Adjustment of Status
AOS means the change of immigration status from nonimmigrant to immigrant, if the applicant is able to meet all required qualifications for a green card. Only those in the U.S. on valid nonimmigrant status can go through AOS. Those adjusting their status can get their green cards while in the U.S. and they need not go to their home countries to complete visa processing. DV lottery winners in the U.S. can apply for adjustment of status while in the U.S. by filing Form I-485, Application to Register Permanent Residence or Adjust Status.
Consular processing is an alternative option to applying for AOS in the U.S. It is for people who are outside of the U.S. It allows them to obtain their visa while overseas and enter the U.S. as a permanent resident.
If you do win and you apply for AOS in a U.S. consulate overseas, you risk being on the receiving end of a possibly arbitrary decision by a consular authority. And unfortunately, a consulate’s refusal of a visa is not appealable.
The only option, if your application is denied and you feel that it shouldn’t have been, would be to file a lawsuit in the U.S., which can be quite costly.

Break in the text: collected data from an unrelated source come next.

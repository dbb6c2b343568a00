//! Scheduled portal submission orchestrator.
//!
//! Once a day (or on demand) the crate signs in to the flyash portal, clears
//! the passcode challenge with the operator's help, fills the gatepass form
//! and submits it, retrying whole attempts under a bounded policy. The layout
//! keeps a strict separation:
//!
//! - **[`core`]**: Pure, deterministic logic (types, transition rules, time of
//!   day math, attempt budget, events). No I/O, fully testable in isolation.
//! - **[`io`]**: Side-effecting collaborators (config stores, the interaction
//!   port and its browser adapter, passcode intake). Isolated behind traits so
//!   tests can substitute scripted doubles.
//!
//! Orchestration modules ([`protocol`], [`session`], [`retry`], [`scheduler`],
//! [`control`]) compose core logic with I/O; [`sink`] delivers lifecycle
//! events to observers.

pub mod control;
pub mod core;
pub mod credentials;
pub mod exit_codes;
pub mod io;
pub mod logging;
pub mod protocol;
pub mod retry;
pub mod scheduler;
pub mod session;
pub mod sink;
#[cfg(any(test, feature = "test-support"))]
pub mod test_support;
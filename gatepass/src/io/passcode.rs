//! Operator-facing half of the passcode challenge.
//!
//! The portal sends a one-time passcode to the operator's phone. The session
//! machine asks a [`PasscodeSource`] for it and waits a bounded time; the
//! operator supplies it through the dashboard ([`PasscodeInbox`]) or the
//! terminal ([`StdinPasscode`]).

use std::sync::atomic::{AtomicBool, Ordering};
use std::time::Duration;

use anyhow::{Result, bail};
use async_trait::async_trait;
use tokio::io::{AsyncBufReadExt, BufReader, Stdin};
use tokio::sync::{Mutex, mpsc};
use tracing::{debug, info};

#[async_trait]
pub trait PasscodeSource: Send + Sync {
    /// Wait up to `timeout` for a passcode. `None` means none arrived.
    async fn request(&self, attempt: u32, timeout: Duration) -> Option<String>;
}

/// Check the shape of an operator-supplied passcode.
pub fn normalize_passcode(raw: &str) -> Result<String> {
    let code = raw.trim();
    if !(4..=8).contains(&code.len()) || !code.chars().all(|c| c.is_ascii_digit()) {
        bail!("passcode must be 4 to 8 digits");
    }
    Ok(code.to_string())
}

/// Passcodes pushed in from the dashboard.
pub struct PasscodeInbox {
    tx: mpsc::Sender<String>,
    rx: Mutex<mpsc::Receiver<String>>,
    waiting: AtomicBool,
}

impl PasscodeInbox {
    pub fn new() -> Self {
        let (tx, rx) = mpsc::channel(4);
        Self {
            tx,
            rx: Mutex::new(rx),
            waiting: AtomicBool::new(false),
        }
    }

    /// Deliver a passcode to the attempt currently waiting for one. Codes
    /// sent before a challenge starts are discarded as stale when it does.
    pub fn submit(&self, raw: &str) -> Result<()> {
        let code = normalize_passcode(raw)?;
        if self.tx.try_send(code).is_err() {
            bail!("passcode inbox is full; wait for the current challenge");
        }
        debug!(waiting = self.is_waiting(), "passcode queued");
        Ok(())
    }

    /// True while an attempt is blocked on a passcode.
    pub fn is_waiting(&self) -> bool {
        self.waiting.load(Ordering::SeqCst)
    }
}

impl Default for PasscodeInbox {
    fn default() -> Self {
        Self::new()
    }
}

#[async_trait]
impl PasscodeSource for PasscodeInbox {
    async fn request(&self, attempt: u32, timeout: Duration) -> Option<String> {
        let mut rx = self.rx.lock().await;
        // Codes left over from an earlier challenge are already expired.
        let mut stale = 0usize;
        while rx.try_recv().is_ok() {
            stale += 1;
        }
        if stale > 0 {
            debug!(stale, "discarded stale passcodes");
        }
        self.waiting.store(true, Ordering::SeqCst);
        info!(
            attempt,
            timeout_secs = timeout.as_secs(),
            "waiting for passcode"
        );
        let received = tokio::time::timeout(timeout, rx.recv()).await;
        self.waiting.store(false, Ordering::SeqCst);
        received.ok().flatten()
    }
}

/// Reads the passcode from the terminal, one line per challenge.
pub struct StdinPasscode {
    reader: Mutex<BufReader<Stdin>>,
}

impl StdinPasscode {
    pub fn new() -> Self {
        Self {
            reader: Mutex::new(BufReader::new(tokio::io::stdin())),
        }
    }
}

impl Default for StdinPasscode {
    fn default() -> Self {
        Self::new()
    }
}

#[async_trait]
impl PasscodeSource for StdinPasscode {
    async fn request(&self, attempt: u32, timeout: Duration) -> Option<String> {
        let mut reader = self.reader.lock().await;
        eprintln!(
            "attempt {attempt}: enter the passcode sent to your phone (within {}s):",
            timeout.as_secs()
        );
        let mut line = String::new();
        match tokio::time::timeout(timeout, reader.read_line(&mut line)).await {
            Ok(Ok(read)) if read > 0 => normalize_passcode(&line).ok(),
            _ => None,
        }
    }
}
//! Shared deterministic types for the orchestration core.
//!
//! These types define stable contracts between the session machine, the retry
//! engine, the scheduler and event consumers. They carry no I/O handles and
//! serialize to the shapes pushed to dashboard clients.

use std::collections::BTreeMap;
use std::fmt;

use chrono::{DateTime, Utc};
use serde::{Deserialize, Serialize};

/// Why an attempt ended in `Failed`.
///
/// The first three are portal-side failures consumed as retry fuel.
/// `Infrastructure` means the local automation environment is broken.
#[derive(Debug, Clone, Copy, PartialEq, Eq, Hash, Serialize, Deserialize)]
pub enum FailureKind {
    #[serde(rename = "auth")]
    Auth,
    #[serde(rename = "otp")]
    Passcode,
    #[serde(rename = "submit")]
    Submit,
    #[serde(rename = "infrastructure")]
    Infrastructure,
}

impl FailureKind {
    pub fn as_str(self) -> &'static str {
        match self {
            FailureKind::Auth => "auth",
            FailureKind::Passcode => "otp",
            FailureKind::Submit => "submit",
            FailureKind::Infrastructure => "infrastructure",
        }
    }
}

impl fmt::Display for FailureKind {
    fn fmt(&self, f: &mut fmt::Formatter<'_>) -> fmt::Result {
        f.write_str(self.as_str())
    }
}

/// Authentication/submission progress of a single attempt.
#[derive(Debug, Clone, Copy, PartialEq, Eq, Serialize, Deserialize)]
#[serde(rename_all = "snake_case")]
pub enum SessionState {
    Unauthenticated,
    AwaitingPasscode,
    Authenticated,
    SubmissionInFlight,
    Succeeded,
    Failed(FailureKind),
}

impl SessionState {
    pub fn is_terminal(self) -> bool {
        matches!(self, SessionState::Succeeded | SessionState::Failed(_))
    }

    /// Position along the forward path. `Failed` has no rank of its own.
    pub(crate) fn rank(self) -> Option<u8> {
        match self {
            SessionState::Unauthenticated => Some(0),
            SessionState::AwaitingPasscode => Some(1),
            SessionState::Authenticated => Some(2),
            SessionState::SubmissionInFlight => Some(3),
            SessionState::Succeeded => Some(4),
            SessionState::Failed(_) => None,
        }
    }
}

impl fmt::Display for SessionState {
    fn fmt(&self, f: &mut fmt::Formatter<'_>) -> fmt::Result {
        match self {
            SessionState::Unauthenticated => f.write_str("unauthenticated"),
            SessionState::AwaitingPasscode => f.write_str("awaiting_passcode"),
            SessionState::Authenticated => f.write_str("authenticated"),
            SessionState::SubmissionInFlight => f.write_str("submission_in_flight"),
            SessionState::Succeeded => f.write_str("succeeded"),
            SessionState::Failed(kind) => write!(f, "failed({kind})"),
        }
    }
}

/// What started a cycle.
#[derive(Debug, Clone, Copy, PartialEq, Eq, Serialize, Deserialize)]
#[serde(rename_all = "lowercase")]
pub enum TriggerKind {
    Scheduled,
    Manual,
}

impl fmt::Display for TriggerKind {
    fn fmt(&self, f: &mut fmt::Formatter<'_>) -> fmt::Result {
        match self {
            TriggerKind::Scheduled => f.write_str("scheduled"),
            TriggerKind::Manual => f.write_str("manual"),
        }
    }
}

/// Evidence collected when an attempt fails.
#[derive(Debug, Clone, Default, PartialEq, Eq, Serialize, Deserialize)]
pub struct Diagnostics {
    /// Human-readable reason.
    pub message: String,
    /// Last URL the port reported before the failure.
    pub last_url: Option<String>,
    /// Reference returned by the port's screenshot capability.
    pub screenshot: Option<String>,
    /// Texts of blocking dialogs dismissed during the attempt.
    #[serde(default, skip_serializing_if = "Vec::is_empty")]
    pub dialogs: Vec<String>,
}

impl Diagnostics {
    pub fn message(message: impl Into<String>) -> Self {
        Self {
            message: message.into(),
            ..Self::default()
        }
    }
}

/// Proof that the portal accepted the submission.
#[derive(Debug, Clone, PartialEq, Eq, Serialize, Deserialize)]
pub struct Confirmation {
    /// Indicator that decided success (page text match or fallback marker).
    pub marker: String,
    pub url: Option<String>,
    pub screenshot: Option<String>,
    /// Values read back from the form before submission. Token-like values are
    /// truncated before they land here.
    pub extracted: BTreeMap<String, String>,
}

/// Result of one pass through the session machine.
#[derive(Debug, Clone, PartialEq, Eq, Serialize, Deserialize)]
#[serde(tag = "result", rename_all = "snake_case")]
pub enum CycleResult {
    Succeeded(Confirmation),
    Failed {
        kind: FailureKind,
        diagnostics: Diagnostics,
    },
}

impl CycleResult {
    pub fn failed(kind: FailureKind, diagnostics: Diagnostics) -> Self {
        CycleResult::Failed { kind, diagnostics }
    }

    pub fn is_success(&self) -> bool {
        matches!(self, CycleResult::Succeeded(_))
    }

    pub fn failure_kind(&self) -> Option<FailureKind> {
        match self {
            CycleResult::Succeeded(_) => None,
            CycleResult::Failed { kind, .. } => Some(*kind),
        }
    }
}

/// One recorded try within a cycle. Never mutated after it is pushed.
#[derive(Debug, Clone, PartialEq, Eq, Serialize)]
pub struct Attempt {
    /// 1-based index within the cycle.
    pub index: u32,
    pub started_at: DateTime<Utc>,
    pub duration_ms: u64,
    pub outcome: CycleResult,
}

/// Final result of a cycle after the retry policy has run its course.
#[derive(Debug, Clone, PartialEq, Eq, Serialize)]
#[serde(tag = "outcome", rename_all = "snake_case")]
pub enum FinalOutcome {
    /// Attempt `attempt_index` succeeded; later attempts never ran.
    Success {
        attempt_index: u32,
        attempts: Vec<Attempt>,
    },
    /// Every attempt failed and at least one reached the portal.
    Exhausted { attempts: Vec<Attempt> },
    /// Every attempt failed because the automation environment could not start.
    Fatal { error: String, attempts: Vec<Attempt> },
    /// A stop request ended the cycle between attempts.
    Cancelled { attempts: Vec<Attempt> },
}

impl FinalOutcome {
    pub fn attempts(&self) -> &[Attempt] {
        match self {
            FinalOutcome::Success { attempts, .. }
            | FinalOutcome::Exhausted { attempts }
            | FinalOutcome::Fatal { attempts, .. }
            | FinalOutcome::Cancelled { attempts } => attempts,
        }
    }

    /// Diagnostics of the last failed attempt, if any.
    pub fn last_failure(&self) -> Option<(FailureKind, &Diagnostics)> {
        self.attempts().iter().rev().find_map(|a| match &a.outcome {
            CycleResult::Failed { kind, diagnostics } => Some((*kind, diagnostics)),
            CycleResult::Succeeded(_) => None,
        })
    }

    pub fn label(&self) -> &'static str {
        match self {
            FinalOutcome::Success { .. } => "success",
            FinalOutcome::Exhausted { .. } => "exhausted",
            FinalOutcome::Fatal { .. } => "fatal",
            FinalOutcome::Cancelled { .. } => "cancelled",
        }
    }
}
//! Daily trigger scheduler.
//!
//! Armed with a time of day, the scheduler sleeps until the next occurrence,
//! fires its [`Trigger`], then immediately re-arms for the following day.
//! The sleep is the only suspension point and is cancelled by [`DailyScheduler::disarm`].
//! It is taken in short steps against the wall clock, so suspend or clock
//! corrections never push a fire past its time by more than one step.

use std::sync::{Arc, Mutex, MutexGuard};
use std::time::Duration;

use async_trait::async_trait;
use chrono::{DateTime, Local, Utc};
use serde::Serialize;
use tokio::task::JoinHandle;
use tracing::{debug, info, instrument};

use crate::core::events::CycleEvent;
use crate::core::schedule::{TimeOfDay, duration_until, next_fire_at};
use crate::sink::{Emitter, EventSink};

/// Longest single sleep before the wall clock is consulted again.
const MAX_SLEEP_STEP: Duration = Duration::from_secs(60);

/// Source of "now" and of the zone the time of day is interpreted in.
pub trait Clock: Send + Sync {
    fn now(&self) -> DateTime<Utc>;

    /// First occurrence of `at` strictly after `after`, in this clock's zone.
    fn next_after(&self, after: DateTime<Utc>, at: TimeOfDay) -> DateTime<Utc>;
}

/// Wall clock in the machine's local zone.
#[derive(Debug, Default, Clone, Copy)]
pub struct SystemClock;

impl Clock for SystemClock {
    fn now(&self) -> DateTime<Utc> {
        Utc::now()
    }

    fn next_after(&self, after: DateTime<Utc>, at: TimeOfDay) -> DateTime<Utc> {
        next_fire_at(&after.with_timezone(&Local), at).with_timezone(&Utc)
    }
}

/// What the scheduler invokes when the time of day arrives.
#[async_trait]
pub trait Trigger: Send + Sync {
    async fn fire(&self);
}

#[derive(Debug, Clone, Copy, PartialEq, Eq, Serialize)]
#[serde(tag = "state", rename_all = "snake_case")]
pub enum ScheduleState {
    Idle,
    Armed { next_fire_at: DateTime<Utc> },
}

struct Inner {
    state: ScheduleState,
    task: Option<JoinHandle<()>>,
    /// Bumped on every arm and disarm; a timer task only writes state while
    /// its own generation is current.
    generation: u64,
}

pub struct DailyScheduler {
    clock: Arc<dyn Clock>,
    emitter: Arc<Emitter>,
    inner: Arc<Mutex<Inner>>,
}

impl DailyScheduler {
    pub fn new(clock: Arc<dyn Clock>, sink: Arc<dyn EventSink>) -> Self {
        Self {
            clock,
            emitter: Arc::new(Emitter::detached(sink)),
            inner: Arc::new(Mutex::new(Inner {
                state: ScheduleState::Idle,
                task: None,
                generation: 0,
            })),
        }
    }

    pub fn state(&self) -> ScheduleState {
        lock(&self.inner).state
    }

    /// Next fire instant for `at` as seen from now, without arming.
    pub fn preview(&self, at: TimeOfDay) -> DateTime<Utc> {
        self.clock.next_after(self.clock.now(), at)
    }

    /// Arm (or re-arm) for `at`. Replaces any pending timer.
    #[instrument(skip_all, fields(at = %at))]
    pub fn arm(&self, at: TimeOfDay, trigger: Arc<dyn Trigger>) -> DateTime<Utc> {
        let mut inner = lock(&self.inner);
        if let Some(task) = inner.task.take() {
            task.abort();
        }
        inner.generation += 1;
        let generation = inner.generation;
        let next = self.clock.next_after(self.clock.now(), at);
        inner.state = ScheduleState::Armed { next_fire_at: next };
        self.emitter.emit(CycleEvent::ScheduleChanged {
            next_fire_at: Some(next),
        });
        info!(next_fire_at = %next, "schedule armed");

        let clock = self.clock.clone();
        let emitter = self.emitter.clone();
        let shared = self.inner.clone();
        inner.task = Some(tokio::spawn(async move {
            let mut target = next;
            loop {
                sleep_until(clock.as_ref(), target).await;
                info!(fired_for = %target, "scheduled trigger firing");
                trigger.fire().await;

                let after = clock.now().max(target);
                target = clock.next_after(after, at);
                {
                    let mut inner = lock(&shared);
                    if inner.generation != generation {
                        debug!("schedule changed during fire; timer retiring");
                        return;
                    }
                    inner.state = ScheduleState::Armed {
                        next_fire_at: target,
                    };
                }
                emitter.emit(CycleEvent::ScheduleChanged {
                    next_fire_at: Some(target),
                });
            }
        }));
        next
    }

    /// Cancel the pending timer. No-op while idle. Never touches a running cycle.
    pub fn disarm(&self) -> bool {
        let mut inner = lock(&self.inner);
        if inner.state == ScheduleState::Idle {
            return false;
        }
        if let Some(task) = inner.task.take() {
            task.abort();
        }
        inner.generation += 1;
        inner.state = ScheduleState::Idle;
        self.emitter
            .emit(CycleEvent::ScheduleChanged { next_fire_at: None });
        info!("schedule disarmed");
        true
    }
}

/// Sleep until the wall clock reaches `target`.
async fn sleep_until(clock: &dyn Clock, target: DateTime<Utc>) {
    let wait = duration_until(&clock.now(), &target);
    debug!(wait_secs = wait.as_secs(), "sleeping until next fire");
    loop {
        let wait = duration_until(&clock.now(), &target);
        if wait.is_zero() {
            return;
        }
        tokio::time::sleep(wait.min(MAX_SLEEP_STEP)).await;
    }
}

impl Drop for DailyScheduler {
    fn drop(&mut self) {
        if let Some(task) = lock(&self.inner).task.take() {
            task.abort();
        }
    }
}

fn lock(inner: &Mutex<Inner>) -> MutexGuard<'_, Inner> {
    inner.lock().unwrap_or_else(|poisoned| poisoned.into_inner())
}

Furthermore, a denial made by a U.S. consulate can have bad consequences for you in the future, should you choose to apply again. Even if you apply in the U.S. for the following times, they may look to the initial denial and continue to not grant AOS.
As you can see, if you are a DV winner, it is incredibly important to file for AOS in the U.S., and not in a U.S. consulate overseas. You have less protection is you apply overseas, and can be subject to the possibly arbitrary discretion of a consular worker.
It’s much better to be safe. Always apply for AOS in the U.S. if you can.